━━ TASK INPUT

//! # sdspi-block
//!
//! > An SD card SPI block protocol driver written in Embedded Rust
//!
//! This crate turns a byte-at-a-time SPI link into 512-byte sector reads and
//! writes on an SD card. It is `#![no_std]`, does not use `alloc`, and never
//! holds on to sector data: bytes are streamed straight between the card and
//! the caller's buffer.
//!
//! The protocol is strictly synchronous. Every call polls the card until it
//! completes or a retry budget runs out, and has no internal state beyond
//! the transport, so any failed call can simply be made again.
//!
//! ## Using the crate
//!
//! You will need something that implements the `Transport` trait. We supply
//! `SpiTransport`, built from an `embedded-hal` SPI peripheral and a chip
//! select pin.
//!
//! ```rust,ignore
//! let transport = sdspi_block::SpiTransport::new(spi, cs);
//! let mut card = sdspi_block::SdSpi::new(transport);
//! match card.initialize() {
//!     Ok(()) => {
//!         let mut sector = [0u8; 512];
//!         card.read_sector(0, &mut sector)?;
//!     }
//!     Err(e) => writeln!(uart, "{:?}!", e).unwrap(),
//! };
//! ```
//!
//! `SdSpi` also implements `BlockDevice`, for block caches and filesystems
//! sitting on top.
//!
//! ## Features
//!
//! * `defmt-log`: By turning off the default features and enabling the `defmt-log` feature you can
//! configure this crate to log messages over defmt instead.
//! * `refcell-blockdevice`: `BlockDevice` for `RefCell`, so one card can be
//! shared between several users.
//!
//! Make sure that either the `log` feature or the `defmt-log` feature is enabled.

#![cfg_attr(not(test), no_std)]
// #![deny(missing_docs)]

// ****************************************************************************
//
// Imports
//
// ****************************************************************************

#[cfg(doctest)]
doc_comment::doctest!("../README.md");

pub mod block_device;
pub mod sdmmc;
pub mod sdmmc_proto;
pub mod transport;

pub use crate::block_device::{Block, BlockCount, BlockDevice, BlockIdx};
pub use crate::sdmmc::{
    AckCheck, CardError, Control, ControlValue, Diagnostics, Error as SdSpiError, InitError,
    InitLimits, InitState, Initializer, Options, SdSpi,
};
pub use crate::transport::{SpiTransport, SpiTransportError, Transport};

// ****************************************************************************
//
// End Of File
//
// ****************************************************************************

━━━━

> **PROBLEM DETAILS**
How many lines in the records hold the string "that"? Reply with the number only.

> **SOLUTION FOR THIS EXERCISE**
2